Cette journée est peu utile pour le financement de la dépendance et profite essentiellement à l'entreprise. Elle récolte ce qui a été produit par la journée de travail, qui est normalement fériée. Je considère que cela ne résoudra pas le problème de la dépendance et de la solidarité.
Pour être un système solidaire, il faudrait que tout le monde travaille, or ici, certains travaillent, d'autres non. D'ailleurs, ceux qui font la loi ne se sentent pas obligés d'être solidaires, car eux-mêmes ne travaillent pas. Ce système est totalement discriminatoire, car personne ne participe de la même façon. Cela entraine également des difficultés dans la vie des familles, car elles sont obligées de s'adapter à la fermeture des administrations et des écoles.
Le fond du problème, ce n'est pas de demander aux salariés de devenir esclaves, pour être solidaires et financer la dépendance !

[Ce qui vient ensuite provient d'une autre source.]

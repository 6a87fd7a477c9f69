//! Serializable run report for `--format json`.

use serde::Serialize;

use mathutil_core::iterator::FibSequence;
use mathutil_core::quadratic::Roots;

/// Fibonacci part of the report. Terms are decimal strings so arbitrarily
/// large values survive JSON consumers limited to 53-bit integers.
#[derive(Debug, Clone, PartialEq, Serialize)]
pub struct FibReport {
    pub requested: i64,
    pub terms: Vec<String>,
}

impl FibReport {
    #[must_use]
    pub fn new(requested: i64, seq: &FibSequence) -> Self {
        Self {
            requested,
            terms: seq.iter().map(|v| v.to_string()).collect(),
        }
    }
}

#[derive(Debug, Clone, Copy, PartialEq, Eq, Serialize)]
pub struct GcdReport {
    pub m: i64,
    pub n: i64,
    pub gcd: i64,
}

#[derive(Debug, Clone, Copy, PartialEq, Serialize)]
pub struct QuadraticReport {
    pub a: f64,
    pub b: f64,
    pub c: f64,
    pub roots: Roots,
}

/// Everything one run produced.
#[derive(Debug, Clone, Default, PartialEq, Serialize)]
pub struct Report {
    #[serde(skip_serializing_if = "Option::is_none")]
    pub fibonacci: Option<FibReport>,
    #[serde(skip_serializing_if = "Option::is_none")]
    pub gcd: Option<GcdReport>,
    #[serde(skip_serializing_if = "Option::is_none")]
    pub quadratic: Option<QuadraticReport>,
}
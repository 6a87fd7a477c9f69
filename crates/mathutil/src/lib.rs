//! mathutil library — application logic for the console utility.

pub mod app;
pub mod config;
pub mod errors;
pub mod version;
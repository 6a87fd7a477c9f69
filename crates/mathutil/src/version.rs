//! Version information.

/// Get the version string.
#[must_use]
pub fn version() -> &'static str {
    env!("CARGO_PKG_VERSION")
}

/// Get the full version string including the binary name.
#[must_use]
pub fn full_version() -> String {
    format!("{} {}", env!("CARGO_PKG_NAME"), version())
}
//! mathutil — Fibonacci prefixes, GCDs and quadratic roots on the console.

use std::process::ExitCode;

use tracing_subscriber::EnvFilter;

use mathutil_lib::{app, config, errors, version};

fn main() -> ExitCode {
    let config = config::AppConfig::parse();

    // Logs go to stderr so stdout carries only prompts and results.
    // RUST_LOG, when set, takes precedence over the default level.
    let default_level = if config.verbose {
        tracing::Level::DEBUG
    } else {
        tracing::Level::WARN
    };
    let filter = EnvFilter::try_from_default_env()
        .unwrap_or_else(|_| EnvFilter::default().add_directive(default_level.into()));
    tracing_subscriber::fmt()
        .with_writer(std::io::stderr)
        .with_env_filter(filter)
        .init();
    tracing::debug!(version = %version::full_version(), "starting");

    match app::run(&config) {
        Ok(()) => ExitCode::SUCCESS,
        Err(err) => {
            mathutil_cli::ui::print_error(&format!("{err:#}"));
            errors::exit_code(&err)
        }
    }
}
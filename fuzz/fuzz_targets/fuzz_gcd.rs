#![no_main]

use libfuzzer_sys::fuzz_target;

use mathutil_core::gcd::gcd;

fuzz_target!(|input: (i64, i64)| {
    let (m, n) = input;
    let g = gcd(m, n);
    if m >= 0 && n >= 0 {
        assert!(g >= 0);
        if g != 0 {
            assert_eq!(m % g, 0);
            assert_eq!(n % g, 0);
        }
    }
});
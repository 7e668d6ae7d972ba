use async_trait::async_trait;
use models::{Team, UserInfo};
use serde::Serialize;

use crate::session::errors::BackendError;
use crate::session::http::AuthorizedClient;

/// Status and body of a reply whose status the caller interprets itself.
#[derive(Debug, Clone, PartialEq, Eq)]
pub struct RawReply {
    pub status: u16,
    pub body: String,
}

impl RawReply {
    pub fn is_success(&self) -> bool {
        (200..300).contains(&self.status)
    }
}

/// The three backend endpoints the session lifecycle depends on.
#[async_trait]
pub trait SessionBackend: Send + Sync {
    /// `POST /user/token`; any HTTP status is returned as a [`RawReply`].
    async fn request_token(&self, username: &str, password: &str) -> Result<RawReply, BackendError>;
    /// `GET /user/manage/get?username=...`
    async fn user_info(&self, username: &str) -> Result<UserInfo, BackendError>;
    /// `GET /employee/team/getbyEmployee?id=...`; empty when the person manages no team.
    async fn teams_for_employee(&self, employee_id: i64) -> Result<Vec<Team>, BackendError>;
}

#[derive(Serialize)]
struct TokenRequest<'a> {
    username: &'a str,
    password: &'a str,
}

/// [`SessionBackend`] over the shared [`AuthorizedClient`].
///
/// A `401` on the profile or team lookup fails that lookup only; the login
/// that triggered it stays in place.
#[derive(Clone)]
pub struct HttpSessionBackend {
    client: AuthorizedClient,
}

impl HttpSessionBackend {
    pub fn new(client: AuthorizedClient) -> Self {
        Self { client: client.without_forced_logout() }
    }
}

#[async_trait]
impl SessionBackend for HttpSessionBackend {
    async fn request_token(&self, username: &str, password: &str) -> Result<RawReply, BackendError> {
        self.client.post_public("/user/token", &TokenRequest { username, password }).await
    }

    async fn user_info(&self, username: &str) -> Result<UserInfo, BackendError> {
        self.client.get_json("/user/manage/get", &[("username", username.to_string())]).await
    }

    async fn teams_for_employee(&self, employee_id: i64) -> Result<Vec<Team>, BackendError> {
        self.client.get_json("/employee/team/getbyEmployee", &[("id", employee_id.to_string())]).await
    }
}

/// Simple in-memory mock backend for tests and doc examples
pub mod mock {
    use super::*;
    use std::collections::HashMap;
    use std::sync::Mutex;

    /// Canned replies plus a log of every call made, e.g. `"user_info:alice"`.
    #[derive(Default)]
    pub struct MockSessionBackend {
        token_reply: Mutex<Option<Result<RawReply, BackendError>>>,
        users: Mutex<HashMap<String, Result<UserInfo, BackendError>>>,
        teams: Mutex<HashMap<i64, Vec<Team>>>,
        calls: Mutex<Vec<String>>,
    }

    impl MockSessionBackend {
        /// Reply to `/user/token` with `status` and `body`.
        pub fn with_token_reply(self, status: u16, body: &str) -> Self {
            *lock(&self.token_reply) = Some(Ok(RawReply { status, body: body.to_string() }));
            self
        }

        pub fn with_token_error(self, err: BackendError) -> Self {
            *lock(&self.token_reply) = Some(Err(err));
            self
        }

        pub fn with_user(self, info: UserInfo) -> Self {
            lock(&self.users).insert(info.username.clone(), Ok(info));
            self
        }

        pub fn with_user_error(self, username: &str, err: BackendError) -> Self {
            lock(&self.users).insert(username.to_string(), Err(err));
            self
        }

        pub fn with_team(self, employee_id: i64, team: Team) -> Self {
            lock(&self.teams).entry(employee_id).or_default().push(team);
            self
        }

        pub fn calls(&self) -> Vec<String> {
            lock(&self.calls).clone()
        }

        fn record(&self, call: String) {
            lock(&self.calls).push(call);
        }
    }

    fn lock<T>(m: &Mutex<T>) -> std::sync::MutexGuard<'_, T> {
        m.lock().unwrap_or_else(|e| e.into_inner())
    }

    #[async_trait]
    impl SessionBackend for MockSessionBackend {
        async fn request_token(&self, username: &str, _password: &str) -> Result<RawReply, BackendError> {
            self.record(format!("request_token:{username}"));
            lock(&self.token_reply)
                .clone()
                .unwrap_or_else(|| Err(BackendError::NoResponse("no token reply configured".into())))
        }

        async fn user_info(&self, username: &str) -> Result<UserInfo, BackendError> {
            self.record(format!("user_info:{username}"));
            lock(&self.users)
                .get(username)
                .cloned()
                .unwrap_or(Err(BackendError::Status { status: 404, message: None }))
        }

        async fn teams_for_employee(&self, employee_id: i64) -> Result<Vec<Team>, BackendError> {
            self.record(format!("teams_for_employee:{employee_id}"));
            Ok(lock(&self.teams).get(&employee_id).cloned().unwrap_or_default())
        }
    }
}

#[cfg(test)]
mod tests {
    use super::mock::MockSessionBackend;
    use super::*;

    #[tokio::test]
    async fn mock_records_calls_and_defaults() {
        let backend = MockSessionBackend::default().with_token_reply(200, "ADMIN t");
        assert!(backend.request_token("root", "pw").await.unwrap().is_success());
        assert!(backend.user_info("nobody").await.is_err());
        assert!(backend.teams_for_employee(1).await.unwrap().is_empty());
        assert_eq!(backend.calls(), vec!["request_token:root", "user_info:nobody", "teams_for_employee:1"]);
    }
}
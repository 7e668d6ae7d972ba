use std::{collections::HashMap, hash::Hash, path::PathBuf, sync::Arc};
use tokio::{fs, sync::RwLock};
use tracing::warn;

use crate::errors::ServiceError;

/// JSON file-backed key-value map.
///
/// The whole map is rewritten on every mutation through a sibling temp file
/// and a rename, so a crash never leaves a half-written document behind.
pub struct JsonMapStore<K, V> {
    inner: RwLock<HashMap<K, V>>,
    file_path: PathBuf,
}

impl<K, V> JsonMapStore<K, V>
where
    K: Eq + Hash + serde::Serialize + serde::de::DeserializeOwned + Clone,
    V: serde::Serialize + serde::de::DeserializeOwned + Clone,
{
    /// Open the store at `path`. A missing file starts empty; an unreadable
    /// document is logged and replaced with an empty map.
    pub async fn open<P: Into<PathBuf>>(path: P) -> Result<Arc<Self>, ServiceError> {
        let file_path = path.into();
        if let Some(parent) = file_path.parent().filter(|p| !p.as_os_str().is_empty()) {
            fs::create_dir_all(parent).await.map_err(ServiceError::storage)?;
        }

        let map: HashMap<K, V> = match fs::read(&file_path).await {
            Ok(bytes) => serde_json::from_slice(&bytes).unwrap_or_else(|e| {
                warn!(path = %file_path.display(), error = %e, "discarding unreadable storage file");
                HashMap::new()
            }),
            Err(e) if e.kind() == std::io::ErrorKind::NotFound => HashMap::new(),
            Err(e) => return Err(ServiceError::storage(e)),
        };

        let store = Self { inner: RwLock::new(map), file_path };
        {
            let map = store.inner.write().await;
            store.save(&map).await?;
        }
        Ok(Arc::new(store))
    }

    /// Write `map` to disk. Callers hold the write lock, so saves never
    /// interleave and the file always matches the latest mutation.
    async fn save(&self, map: &HashMap<K, V>) -> Result<(), ServiceError> {
        let data = serde_json::to_vec_pretty(map).map_err(|e| ServiceError::Serialization(e.to_string()))?;
        let tmp = self.file_path.with_extension("tmp");
        fs::write(&tmp, data).await.map_err(ServiceError::storage)?;
        fs::rename(&tmp, &self.file_path).await.map_err(ServiceError::storage)?;
        Ok(())
    }

    pub async fn get(&self, key: &K) -> Option<V> {
        self.inner.read().await.get(key).cloned()
    }

    /// Insert or replace a value and persist.
    pub async fn insert(&self, key: K, value: V) -> Result<(), ServiceError> {
        let mut map = self.inner.write().await;
        map.insert(key, value);
        self.save(&map).await
    }

    /// Remove several keys with a single write; returns how many existed.
    pub async fn remove_all(&self, keys: &[K]) -> Result<usize, ServiceError> {
        let mut map = self.inner.write().await;
        let removed = keys.iter().filter(|k| map.remove(*k).is_some()).count();
        self.save(&map).await?;
        Ok(removed)
    }

    pub async fn len(&self) -> usize {
        self.inner.read().await.len()
    }

    pub async fn is_empty(&self) -> bool {
        self.inner.read().await.is_empty()
    }
}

- Seriez-vous d'accord pour la mise en place d'une seconde journée de solidarité, l'une des pistes évoquées par le gouvernement pour le financement de la dépendance ? Pourquoi ?
Absolument pas, je trouve ça inacceptable, pour les mêmes raisons que la première journée de solidarité ! Si le gouvernement veut résoudre les problèmes en revenant à l'esclavage, très bien, mais je ne vois pas les choses comme ça !

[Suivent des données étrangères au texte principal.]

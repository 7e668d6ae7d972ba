use std::collections::HashMap;
use std::net::{Ipv4Addr, SocketAddr};
use std::sync::atomic::{AtomicUsize, Ordering};
use std::sync::Arc;

use axum::extract::{Query, State};
use axum::http::{header::AUTHORIZATION, HeaderMap, StatusCode};
use axum::routing::{get, post};
use axum::{Json, Router};
use console::guard::View;
use console::{routes, App};
use models::Role;
use serde_json::{json, Value};
use service::session::backend::mock::MockSessionBackend;
use service::session::LoginError;
use service::storage::MemoryStorage;
use tokio::net::TcpListener;
use uuid::Uuid;

#[derive(Clone, Default)]
struct Backend {
    hits: Arc<AtomicUsize>,
}

fn bearer_ok(b: &Backend, headers: &HeaderMap) -> Result<(), StatusCode> {
    b.hits.fetch_add(1, Ordering::SeqCst);
    match headers.get(AUTHORIZATION).and_then(|v| v.to_str().ok()) {
        Some(h) if h.starts_with("Bearer ") && &h["Bearer ".len()..] != "expired" => Ok(()),
        _ => Err(StatusCode::UNAUTHORIZED),
    }
}

async fn token(State(b): State<Backend>, Json(body): Json<Value>) -> String {
    b.hits.fetch_add(1, Ordering::SeqCst);
    match (body["username"].as_str(), body["password"].as_str()) {
        (Some("alice"), Some("pw")) => "MANAGER abc123".into(),
        (Some("frank"), Some("pw")) => "FIELD_OFFICER frank-token".into(),
        _ => "Bad credentials".into(),
    }
}

async fn user(
    State(b): State<Backend>,
    headers: HeaderMap,
    Query(q): Query<HashMap<String, String>>,
) -> Result<Json<Value>, StatusCode> {
    bearer_ok(&b, &headers)?;
    match q.get("username").map(String::as_str) {
        Some("alice") => Ok(Json(json!({
            "username": "alice", "roles": ["MANAGER"], "employeeId": 42, "firstName": "Alice", "lastName": "A"
        }))),
        Some("frank") => Ok(Json(json!({
            "username": "frank", "roles": "FIELD_OFFICER", "employeeId": 100, "firstName": "Frank", "lastName": "F"
        }))),
        _ => Err(StatusCode::NOT_FOUND),
    }
}

async fn team(
    State(b): State<Backend>,
    headers: HeaderMap,
    Query(q): Query<HashMap<String, String>>,
) -> Result<Json<Value>, StatusCode> {
    bearer_ok(&b, &headers)?;
    match q.get("id").map(String::as_str) {
        Some("42") => Ok(Json(json!([{"id": 7, "officeManager": null, "fieldOfficers": [{"id": 100}]}]))),
        _ => Ok(Json(json!([]))),
    }
}

async fn visits(State(b): State<Backend>, headers: HeaderMap) -> Result<Json<Value>, StatusCode> {
    bearer_ok(&b, &headers)?;
    Ok(Json(json!([{"id": 1}])))
}

async fn start_backend() -> anyhow::Result<(Backend, String)> {
    let backend = Backend::default();
    let app = Router::new()
        .route("/user/token", post(token))
        .route("/user/manage/get", get(user))
        .route("/employee/team/getbyEmployee", get(team))
        .route("/visit/getAll", get(visits))
        .with_state(backend.clone());
    let listener = TcpListener::bind((Ipv4Addr::LOCALHOST, 0)).await?;
    let addr: SocketAddr = listener.local_addr()?;
    tokio::spawn(async move {
        if let Err(e) = axum::serve(listener, app).await {
            eprintln!("mock backend error: {}", e);
        }
    });
    Ok((backend, format!("http://{}:{}", addr.ip(), addr.port())))
}

#[tokio::test]
async fn mount_restores_manager_profile_and_team() -> anyhow::Result<()> {
    let (_, base_url) = start_backend().await?;
    let storage = MemoryStorage::with_entries([("token", "abc123"), ("role", "MANAGER"), ("username", "alice")]);
    let app = App::new(reqwest::Client::new(), &base_url, storage.clone());

    let session = app.mount().await;
    assert_eq!(session.token.as_deref(), Some("abc123"));
    assert_eq!(session.employee_id, Some(42));
    assert_eq!(session.team_id, Some(7));
    assert_eq!(storage.entries().get("teamId").map(String::as_str), Some("7"));

    let screen = app.render("/my-team").await;
    assert_eq!(screen.decision.view, View::Page(routes::MY_TEAM.into()));
    assert!(screen.navigation.iter().any(|e| e.route == routes::MY_TEAM));
    assert_eq!(screen.user.as_deref(), Some("Alice A"));
    Ok(())
}

#[tokio::test]
async fn empty_storage_mounts_to_login_without_backend_calls() -> anyhow::Result<()> {
    let (backend, base_url) = start_backend().await?;
    let app = App::new(reqwest::Client::new(), &base_url, MemoryStorage::new());

    let session = app.mount().await;
    assert!(!session.is_authenticated());
    for route in ["/", routes::DASHBOARD, routes::SALARY] {
        let screen = app.render(route).await;
        assert!(screen.decision.shows_login());
        assert!(screen.navigation.is_empty());
    }
    assert_eq!(backend.hits.load(Ordering::SeqCst), 0);
    Ok(())
}

#[tokio::test]
async fn field_officer_login_then_logout_returns_to_landing() -> anyhow::Result<()> {
    let (_, base_url) = start_backend().await?;
    let storage = MemoryStorage::new();
    let app = App::new(reqwest::Client::new(), &base_url, storage.clone());
    app.mount().await;

    let outcome = app.login("frank", "pw").await?;
    assert_eq!(outcome.role, Role::FieldOfficer);
    assert_eq!(outcome.employee_id, Some(100));
    assert_eq!(outcome.team_id, None);

    let screen = app.render(routes::VISITS).await;
    assert_eq!(screen.decision.view, View::Page(routes::VISITS.into()));
    let visible: Vec<_> = screen.navigation.iter().map(|e| e.route).collect();
    assert!(!visible.contains(&routes::SALARY));
    assert!(!visible.contains(&routes::MY_TEAM));

    assert_eq!(app.logout().await, routes::LANDING);
    assert!(storage.entries().is_empty());
    let screen = app.render(routes::VISITS).await;
    assert!(screen.decision.shows_login());
    assert_eq!(screen.decision.redirect.as_deref(), Some(routes::LANDING));
    Ok(())
}

#[tokio::test]
async fn rejected_page_fetch_sends_user_back_to_login() -> anyhow::Result<()> {
    let (_, base_url) = start_backend().await?;
    let storage = MemoryStorage::with_entries([("token", "expired"), ("role", "ADMIN")]);
    let app = App::new(reqwest::Client::new(), &base_url, storage.clone());
    app.mount().await;

    let screen = app.render(routes::VISITS).await;
    assert_eq!(screen.decision.view, View::Page(routes::VISITS.into()));

    let err = app.client().get_json::<Value>("/visit/getAll", &[]).await.unwrap_err();
    assert_eq!(err, service::session::BackendError::Unauthorized);
    assert!(storage.entries().is_empty());

    let screen = app.render(routes::VISITS).await;
    assert!(screen.decision.shows_login());
    assert_eq!(screen.decision.redirect.as_deref(), Some(routes::LANDING));
    Ok(())
}

#[tokio::test]
async fn rejected_profile_lookup_on_mount_keeps_session() -> anyhow::Result<()> {
    let (_, base_url) = start_backend().await?;
    let storage = MemoryStorage::with_entries([("token", "expired"), ("role", "MANAGER"), ("username", "alice")]);
    let app = App::new(reqwest::Client::new(), &base_url, storage.clone());

    let session = app.mount().await;
    assert_eq!(session.token.as_deref(), Some("expired"));
    assert_eq!(session.employee_id, None);
    assert_eq!(storage.entries().len(), 3);
    assert_eq!(app.render(routes::DASHBOARD).await.decision.view, View::Page(routes::DASHBOARD.into()));
    Ok(())
}

#[tokio::test]
async fn failed_login_error_reaches_login_view() {
    let backend = Arc::new(MockSessionBackend::default().with_token_reply(200, "Bad credentials"));
    let app = App::with_backend(reqwest::Client::new(), "http://127.0.0.1:9", MemoryStorage::new(), backend.clone());

    let err = app.login("alice", "nope").await.unwrap_err();
    assert_eq!(err, LoginError::InvalidCredentials);

    let screen = app.render("/").await;
    assert_eq!(screen.decision.view, View::Login { error: Some("Invalid username or password".into()) });
    assert_eq!(backend.calls(), vec!["request_token:alice"]);
}

#[tokio::test]
async fn from_config_creates_storage_directory() -> anyhow::Result<()> {
    let dir = format!("target/test-data/{}", Uuid::new_v4());
    let cfg = configs::load_from_str(&format!(
        "[backend]\nbase_url = \"http://127.0.0.1:9\"\nrequest_timeout_secs = 2\n\n[storage]\npath = \"{dir}/session.json\"\n"
    ))?;
    let app = App::from_config(&cfg).await?;

    assert!(!app.mount().await.is_authenticated());
    assert!(tokio::fs::metadata(&dir).await.is_ok());
    let _ = tokio::fs::remove_dir_all(&dir).await;
    Ok(())
}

Nous payons déjà assez d'impôts, c'est ça l'effort national ! Si ces impôts étaient bien utilisés, je ne vois pas pourquoi une deuxième journée serait nécessaire. Surtout, que créer une journée de solidarité semble assez démagogique, car nous sommes déjà solidaires, nous reversons des impôts ! S'ils ne suffisent pas, le gouvernement peut simplement les augmenter quelque peu auprès de toute la population, mais il faut arrêter de ponctionner des journées de repos !

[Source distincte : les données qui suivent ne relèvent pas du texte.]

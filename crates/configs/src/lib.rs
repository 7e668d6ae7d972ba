use std::time::Duration;

use anyhow::{anyhow, Result};
use serde::Deserialize;

#[derive(Debug, Clone, Deserialize, Default, PartialEq)]
pub struct AppConfig {
    #[serde(default)]
    pub backend: BackendConfig,
    #[serde(default)]
    pub storage: StorageConfig,
}

/// Where the field-sales REST API lives.
#[derive(Debug, Clone, Deserialize, PartialEq)]
pub struct BackendConfig {
    #[serde(default = "default_base_url")]
    pub base_url: String,
    #[serde(default = "default_request_timeout")]
    pub request_timeout_secs: u64,
}

impl Default for BackendConfig {
    fn default() -> Self {
        Self { base_url: default_base_url(), request_timeout_secs: default_request_timeout() }
    }
}

/// Durable key/value file that survives restarts (token, role, username, teamId).
#[derive(Debug, Clone, Deserialize, PartialEq)]
pub struct StorageConfig {
    #[serde(default = "default_storage_path")]
    pub path: String,
}

impl Default for StorageConfig {
    fn default() -> Self {
        Self { path: default_storage_path() }
    }
}

fn default_base_url() -> String { "http://localhost:8081".into() }
fn default_request_timeout() -> u64 { 30 }
fn default_storage_path() -> String { "data/session.json".into() }

/// Load from `CONFIG_PATH` (default `config.toml`); a missing file yields defaults.
pub fn load_default() -> Result<AppConfig> {
    let path = std::env::var("CONFIG_PATH").unwrap_or_else(|_| "config.toml".to_string());
    match std::fs::metadata(&path) {
        Ok(_) => load_from_file(&path),
        Err(_) => Ok(AppConfig::default()),
    }
}

pub fn load_from_file(path: &str) -> Result<AppConfig> {
    let content = std::fs::read_to_string(path)?;
    load_from_str(&content)
}

pub fn load_from_str(content: &str) -> Result<AppConfig> {
    let cfg: AppConfig = toml::from_str(content)?;
    Ok(cfg)
}

impl AppConfig {
    pub fn load_and_validate() -> Result<Self> {
        let mut cfg = load_default()?;
        cfg.apply_overrides(|key| std::env::var(key).ok());
        cfg.normalize_and_validate()?;
        Ok(cfg)
    }

    /// Apply `BACKEND_URL` and `SESSION_STORE_PATH` on top of file values.
    pub fn apply_overrides<F>(&mut self, lookup: F)
    where
        F: Fn(&str) -> Option<String>,
    {
        if let Some(url) = lookup("BACKEND_URL").filter(|v| !v.trim().is_empty()) {
            self.backend.base_url = url;
        }
        if let Some(path) = lookup("SESSION_STORE_PATH").filter(|v| !v.trim().is_empty()) {
            self.storage.path = path;
        }
    }

    pub fn normalize_and_validate(&mut self) -> Result<()> {
        self.backend.normalize();
        self.backend.validate()?;
        self.storage.validate()?;
        Ok(())
    }
}

impl BackendConfig {
    fn normalize(&mut self) {
        let trimmed = self.base_url.trim().trim_end_matches('/');
        self.base_url = trimmed.to_string();
    }

    pub fn validate(&self) -> Result<()> {
        let lower = self.base_url.to_lowercase();
        if !(lower.starts_with("http://") || lower.starts_with("https://")) {
            return Err(anyhow!("backend.base_url must start with http:// or https://"));
        }
        if self.request_timeout_secs == 0 {
            return Err(anyhow!("backend.request_timeout_secs must be a positive number of seconds"));
        }
        Ok(())
    }

    pub fn request_timeout(&self) -> Duration {
        Duration::from_secs(self.request_timeout_secs)
    }
}

impl StorageConfig {
    pub fn validate(&self) -> Result<()> {
        if self.path.trim().is_empty() {
            return Err(anyhow!("storage.path is empty"));
        }
        Ok(())
    }
}
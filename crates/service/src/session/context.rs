use std::sync::Arc;

use models::Session;
use tokio::sync::{RwLock, RwLockWriteGuard};

/// Shared, injectable handle to the one session of an app instance.
///
/// Cloning shares the same session. Reads are open to everyone; mutation is
/// crate-private so only the store, hydration and the client's forced
/// logout can change auth fields.
#[derive(Clone, Default)]
pub struct SessionContext {
    inner: Arc<RwLock<Session>>,
}

impl SessionContext {
    pub fn new() -> Self {
        Self::default()
    }

    pub async fn snapshot(&self) -> Session {
        self.inner.read().await.clone()
    }

    pub async fn token(&self) -> Option<String> {
        self.inner.read().await.token.clone()
    }

    pub async fn employee_id(&self) -> Option<i64> {
        self.inner.read().await.employee_id
    }

    /// Apply `f` under the write lock. Never hold this across a network call.
    pub(crate) async fn update<R>(&self, f: impl FnOnce(&mut Session) -> R) -> R {
        let mut session = self.inner.write().await;
        f(&mut session)
    }

    pub(crate) async fn reset(&self) {
        *self.inner.write().await = Session::default();
    }

    /// Exclusive access held across a storage write, so the session and its
    /// stored copy change together.
    pub(crate) async fn lock(&self) -> RwLockWriteGuard<'_, Session> {
        self.inner.write().await
    }
}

Je trouve que cette idée est scandaleuse, indécente et contraire à la démocratie ! Car c'est une obligation. C'est une pratique totalement discriminatoire : il y d'autres pistes de réflexions à mener ! De même, ceux qui font la loi ne s'incluront pas davantage dans cette deuxième journée de solidarité.
- Pensez-vous que cette journée de solidarité constitue une réponse au problème de la dépendance ?
Je ne pense pas que cette journée soit une réponse au problème de la dépendance. C'est de la démagogie pure, une propagande incroyable et je sais de quoi je parle ! Je viens moi-même d'un pays qui était sous la dictature, dans les pays de l'Est, et c'est avec des mots comme la « solidarité » qu'on obligeait les gens à adhérer !
L'emploi du terme solidaire me gêne, car dès lors qu'on en appelle à la solidarité, les gens se sentent obligés d'adhérer sans trop réfléchir, car la solidarité est un principe qui tient à coeur aux Français. En plus, le travail gratuit, c'est de l'esclavage, et cela n'a rien à voir avec la solidarité.
Réintroduire le mot solidarité pour revenir à l'esclavage, je trouve que c'est la pire des méthodes des pays dictatoriaux !
- Plus concrètement quelles sont les conséquences pour vous et vos proches de devoir travailler un jour férié ?
Elles sont claires, on ne peut pas utiliser cette journée pour nos loisirs, pour notre famille et tout simplement pour notre repos et notre bien-être.